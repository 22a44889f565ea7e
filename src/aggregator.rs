//! Multi-page fetch, de-duplication and the fallback cascade used to build movie lists.
//!
//! An aggregation pass fans out one request per page, waits for all of them, merges the
//! pages by movie id and, when a filtered query comes back empty, retries with looser
//! queries. Remote failures never escape: a failed page counts as an empty page.
use futures::future::join_all;
use serde::{Deserialize, Serialize};
use std::collections::HashMap;
use std::sync::Arc;
use tracing::{debug, info, warn};

use crate::models::{FilterConfig, MovieId, MovieSummary};
use crate::tmdb::{MovieQuery, RawMovie, TmdbApi};

pub const DEFAULT_DISCOVER_PAGES: u32 = 3;
pub const DEFAULT_TRENDING_PAGES: u32 = 2;
pub const MAX_PAGES: u32 = 10;
const FALLBACK_FEED_PAGES: u32 = 1;

#[derive(Debug, Clone, Copy, Default, PartialEq, Eq, Serialize, Deserialize)]
#[serde(rename_all = "snake_case")]
pub enum BaseMode {
    /// Weekly trending feed when no filters are set.
    #[default]
    Trending,
    /// Popularity-sorted discovery even without filters.
    Discover,
    /// Now-playing feed; filtered requests fall back to it.
    NewReleases,
}

#[derive(Debug, Clone, PartialEq, Serialize, Deserialize)]
pub struct AggregateConfig {
    #[serde(default)]
    pub query: String,
    #[serde(flatten)]
    pub filters: FilterConfig,
    #[serde(default)]
    pub pages: Option<u32>,
    #[serde(default)]
    pub mode: BaseMode,
}

impl AggregateConfig {
    pub fn trending() -> Self {
        Self {
            query: String::new(),
            filters: FilterConfig::default(),
            pages: None,
            mode: BaseMode::Trending,
        }
    }

    pub fn filtered(genre: &str, language: &str) -> Self {
        Self {
            filters: FilterConfig::new(genre, language),
            ..Self::trending()
        }
    }

    pub fn search(query: &str) -> Self {
        Self {
            query: query.to_string(),
            ..Self::trending()
        }
    }

    pub fn with_pages(mut self, pages: u32) -> Self {
        self.pages = Some(pages);
        self
    }

    fn search_query(&self) -> Option<&str> {
        let q = self.query.trim();
        (!q.is_empty()).then_some(q)
    }

    /// Requested page count, or the default for the feed the request resolves to.
    pub fn page_count(&self) -> u32 {
        let default = if self.search_query().is_some()
            || !self.filters.is_unset()
            || self.mode == BaseMode::Discover
        {
            DEFAULT_DISCOVER_PAGES
        } else {
            DEFAULT_TRENDING_PAGES
        };
        self.pages.unwrap_or(default).min(MAX_PAGES)
    }
}

/// One step of an aggregation pass.
#[derive(Debug, Clone, PartialEq, Eq)]
pub struct Attempt {
    pub query: MovieQuery,
    pub pages: u32,
}

/// Ordered queries tried for `config` until one yields results.
pub fn plan(config: &AggregateConfig) -> Vec<Attempt> {
    let pages = config.page_count();
    if let Some(query) = config.search_query() {
        return vec![Attempt {
            query: MovieQuery::Search {
                query: query.to_string(),
            },
            pages,
        }];
    }

    let genre = config.filters.genre_id();
    let language = config.filters.language();

    if genre.is_none() && language.is_none() {
        let base = match config.mode {
            BaseMode::Trending => MovieQuery::Trending,
            BaseMode::Discover => MovieQuery::Discover {
                genre: None,
                language: None,
            },
            BaseMode::NewReleases => MovieQuery::NowPlaying { language: None },
        };
        return vec![Attempt { query: base, pages }];
    }

    let mut attempts: Vec<Attempt> = Vec::new();
    let mut push = |query: MovieQuery, pages: u32| {
        if !attempts.iter().any(|a| a.query == query) {
            attempts.push(Attempt { query, pages });
        }
    };
    push(
        MovieQuery::Discover {
            genre,
            language: language.clone(),
        },
        pages,
    );
    if genre.is_some() {
        push(
            MovieQuery::Discover {
                genre,
                language: None,
            },
            pages,
        );
    }
    if language.is_some() {
        push(
            MovieQuery::Discover {
                genre: None,
                language: language.clone(),
            },
            pages,
        );
    }
    let last = match config.mode {
        BaseMode::NewReleases => MovieQuery::NowPlaying { language },
        BaseMode::Trending | BaseMode::Discover => MovieQuery::Trending,
    };
    push(last, FALLBACK_FEED_PAGES);
    attempts
}

#[derive(Clone)]
pub struct Aggregator {
    tmdb: Arc<dyn TmdbApi>,
}

impl Aggregator {
    pub fn new(tmdb: Arc<dyn TmdbApi>) -> Self {
        Self { tmdb }
    }

    /// Runs one aggregation pass. Never fails; total failure yields an empty list.
    pub async fn aggregate(&self, config: &AggregateConfig) -> Vec<MovieSummary> {
        if config.page_count() == 0 {
            debug!("Zero pages requested, skipping aggregation");
            return Vec::new();
        }

        let attempts = plan(config);
        for (step, attempt) in attempts.iter().enumerate() {
            let pool = self.fetch_pool(&attempt.query, attempt.pages).await;
            // A step whose items are all unusable counts as empty.
            let movies = normalize(pool);
            if !movies.is_empty() {
                if step > 0 {
                    info!(step, query = ?attempt.query, "Fallback query produced results");
                }
                return movies;
            }
            if step + 1 < attempts.len() {
                info!(step, query = ?attempt.query, "No results, relaxing query");
            }
        }

        warn!(?config, "Aggregation produced no results");
        Vec::new()
    }

    /// Recommendations for a movie, falling back to similar titles.
    pub async fn related(&self, id: MovieId) -> Vec<MovieSummary> {
        let recommended = match self.tmdb.recommendations(id).await {
            Ok(items) => items,
            Err(e) => {
                warn!(movie_id = id, "Recommendations fetch failed: {:#}", e);
                Vec::new()
            }
        };
        if !recommended.is_empty() {
            return normalize(dedupe_by_id(vec![recommended]));
        }

        match self.tmdb.similar(id).await {
            Ok(items) => normalize(dedupe_by_id(vec![items])),
            Err(e) => {
                warn!(movie_id = id, "Similar titles fetch failed: {:#}", e);
                Vec::new()
            }
        }
    }

    async fn fetch_pool(&self, query: &MovieQuery, pages: u32) -> Vec<RawMovie> {
        let fetches = (1..=pages).map(|page| self.fetch_page(query, page));
        let per_page = join_all(fetches).await;
        dedupe_by_id(per_page)
    }

    async fn fetch_page(&self, query: &MovieQuery, page: u32) -> Vec<RawMovie> {
        match self.tmdb.movie_page(query, page).await {
            Ok(items) => items,
            Err(e) => {
                warn!(endpoint = %query.endpoint(page), "Page fetch failed: {:#}", e);
                Vec::new()
            }
        }
    }
}

/// Merges pages keeping each id at its first-seen position with its last-seen value.
pub fn dedupe_by_id(pages: Vec<Vec<RawMovie>>) -> Vec<RawMovie> {
    let mut positions: HashMap<MovieId, usize> = HashMap::new();
    let mut merged: Vec<RawMovie> = Vec::new();
    for movie in pages.into_iter().flatten() {
        match positions.get(&movie.id) {
            Some(&idx) => merged[idx] = movie,
            None => {
                positions.insert(movie.id, merged.len());
                merged.push(movie);
            }
        }
    }
    merged
}

fn normalize(pool: Vec<RawMovie>) -> Vec<MovieSummary> {
    pool.into_iter()
        .filter_map(|raw| {
            let id = raw.id;
            let summary = raw.into_summary();
            if summary.is_none() {
                debug!(movie_id = id, "Dropping result without a usable title");
            }
            summary
        })
        .collect()
}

— Directions for this task —
All of the data above should be reproduced exactly, with nothing missing.

— Exercise response —
repository 22a44889f565ea7e
filename src/aggregator.rs
//! Multi-page fetch, de-duplication and the fallback cascade used to build movie lists.
//!
//! An aggregation pass fans out one request per page, waits for all of them, merges the
//! pages by movie id and, when a filtered query comes back empty, retries with looser
//! queries. Remote failures never escape: a failed page counts as an empty page.
use futures::future::join_all;
use serde::{Deserialize, Serialize};
use std::collections::HashMap;
use std::sync::Arc;
use tracing::{debug, info, warn};

use crate::models::{FilterConfig, MovieId, MovieSummary};
use crate::tmdb::{MovieQuery, RawMovie, TmdbApi};

pub const DEFAULT_DISCOVER_PAGES: u32 = 3;
pub const DEFAULT_TRENDING_PAGES: u32 = 2;
pub const MAX_PAGES: u32 = 10;
const FALLBACK_FEED_PAGES: u32 = 1;

#[derive(Debug, Clone, Copy, Default, PartialEq, Eq, Serialize, Deserialize)]
#[serde(rename_all = "snake_case")]
pub enum BaseMode {
    /// Weekly trending feed when no filters are set.
    #[default]
    Trending,
    /// Popularity-sorted discovery even without filters.
    Discover,
    /// Now-playing feed; filtered requests fall back to it.
    NewReleases,
}

#[derive(Debug, Clone, PartialEq, Serialize, Deserialize)]
pub struct AggregateConfig {
    #[serde(default)]
    pub query: String,
    #[serde(flatten)]
    pub filters: FilterConfig,
    #[serde(default)]
    pub pages: Option<u32>,
    #[serde(default)]
    pub mode: BaseMode,
}

impl AggregateConfig {
    pub fn trending() -> Self {
        Self {
            query: String::new(),
            filters: FilterConfig::default(),
            pages: None,
            mode: BaseMode::Trending,
        }
    }

    pub fn filtered(genre: &str, language: &str) -> Self {
        Self {
            filters: FilterConfig::new(genre, language),
            ..Self::trending()
        }
    }

    pub fn search(query: &str) -> Self {
        Self {
            query: query.to_string(),
            ..Self::trending()
        }
    }

    pub fn with_pages(mut self, pages: u32) -> Self {
        self.pages = Some(pages);
        self
    }

    fn search_query(&self) -> Option<&str> {
        let q = self.query.trim();
        (!q.is_empty()).then_some(q)
    }

    /// Requested page count, or the default for the feed the request resolves to.
    pub fn page_count(&self) -> u32 {
        let default = if self.search_query().is_some()
            || !self.filters.is_unset()
            || self.mode == BaseMode::Discover
        {
            DEFAULT_DISCOVER_PAGES
        } else {
            DEFAULT_TRENDING_PAGES
        };
        self.pages.unwrap_or(default).min(MAX_PAGES)
    }
}

/// One step of an aggregation pass.
#[derive(Debug, Clone, PartialEq, Eq)]
pub struct Attempt {
    pub query: MovieQuery,
    pub pages: u32,
}

/// Ordered queries tried for `config` until one yields results.
pub fn plan(config: &AggregateConfig) -> Vec<Attempt> {
    let pages = config.page_count();
    if let Some(query) = config.search_query() {
        return vec![Attempt {
            query: MovieQuery::Search {
                query: query.to_string(),
            },
            pages,
        }];
    }

    let genre = config.filters.genre_id();
    let language = config.filters.language();

    if genre.is_none() && language.is_none() {
        let base = match config.mode {
            BaseMode::Trending => MovieQuery::Trending,
            BaseMode::Discover => MovieQuery::Discover {
                genre: None,
                language: None,
            },
            BaseMode::NewReleases => MovieQuery::NowPlaying { language: None },
        };
        return vec![Attempt { query: base, pages }];
    }

    let mut attempts: Vec<Attempt> = Vec::new();
    let mut push = |query: MovieQuery, pages: u32| {
        if !attempts.iter().any(|a| a.query == query) {
            attempts.push(Attempt { query, pages });
        }
    };
    push(
        MovieQuery::Discover {
            genre,
            language: language.clone(),
        },
        pages,
    );
    if genre.is_some() {
        push(
            MovieQuery::Discover {
                genre,
                language: None,
            },
            pages,
        );
    }
    if language.is_some() {
        push(
            MovieQuery::Discover {
                genre: None,
                language: language.clone(),
            },
            pages,
        );
    }
    let last = match config.mode {
        BaseMode::NewReleases => MovieQuery::NowPlaying { language },
        BaseMode::Trending | BaseMode::Discover => MovieQuery::Trending,
    };
    push(last, FALLBACK_FEED_PAGES);
    attempts
}

#[derive(Clone)]
pub struct Aggregator {
    tmdb: Arc<dyn TmdbApi>,
}

impl Aggregator {
    pub fn new(tmdb: Arc<dyn TmdbApi>) -> Self {
        Self { tmdb }
    }

    /// Runs one aggregation pass. Never fails; total failure yields an empty list.
    pub async fn aggregate(&self, config: &AggregateConfig) -> Vec<MovieSummary> {
        if config.page_count() == 0 {
            debug!("Zero pages requested, skipping aggregation");
            return Vec::new();
        }

        let attempts = plan(config);
        for (step, attempt) in attempts.iter().enumerate() {
            let pool = self.fetch_pool(&attempt.query, attempt.pages).await;
            // A step whose items are all unusable counts as empty.
            let movies = normalize(pool);
            if !movies.is_empty() {
                if step > 0 {
                    info!(step, query = ?attempt.query, "Fallback query produced results");
                }
                return movies;
            }
            if step + 1 < attempts.len() {
                info!(step, query = ?attempt.query, "No results, relaxing query");
            }
        }

        warn!(?config, "Aggregation produced no results");
        Vec::new()
    }

    /// Recommendations for a movie, falling back to similar titles.
    pub async fn related(&self, id: MovieId) -> Vec<MovieSummary> {
        let recommended = match self.tmdb.recommendations(id).await {
            Ok(items) => items,
            Err(e) => {
                warn!(movie_id = id, "Recommendations fetch failed: {:#}", e);
                Vec::new()
            }
        };
        if !recommended.is_empty() {
            return normalize(dedupe_by_id(vec![recommended]));
        }

        match self.tmdb.similar(id).await {
            Ok(items) => normalize(dedupe_by_id(vec![items])),
            Err(e) => {
                warn!(movie_id = id, "Similar titles fetch failed: {:#}", e);
                Vec::new()
            }
        }
    }

    async fn fetch_pool(&self, query: &MovieQuery, pages: u32) -> Vec<RawMovie> {
        let fetches = (1..=pages).map(|page| self.fetch_page(query, page));
        let per_page = join_all(fetches).await;
        dedupe_by_id(per_page)
    }

    async fn fetch_page(&self, query: &MovieQuery, page: u32) -> Vec<RawMovie> {
        match self.tmdb.movie_page(query, page).await {
            Ok(items) => items,
            Err(e) => {
                warn!(endpoint = %query.endpoint(page), "Page fetch failed: {:#}", e);
                Vec::new()
            }
        }
    }
}

/// Merges pages keeping each id at its first-seen position with its last-seen value.
pub fn dedupe_by_id(pages: Vec<Vec<RawMovie>>) -> Vec<RawMovie> {
    let mut positions: HashMap<MovieId, usize> = HashMap::new();
    let mut merged: Vec<RawMovie> = Vec::new();
    for movie in pages.into_iter().flatten() {
        match positions.get(&movie.id) {
            Some(&idx) => merged[idx] = movie,
            None => {
                positions.insert(movie.id, merged.len());
                merged.push(movie);
            }
        }
    }
    merged
}

fn normalize(pool: Vec<RawMovie>) -> Vec<MovieSummary> {
    pool.into_iter()
        .filter_map(|raw| {
            let id = raw.id;
            let summary = raw.into_summary();
            if summary.is_none() {
                debug!(movie_id = id, "Dropping result without a usable title");
            }
            summary
        })
        .collect()
}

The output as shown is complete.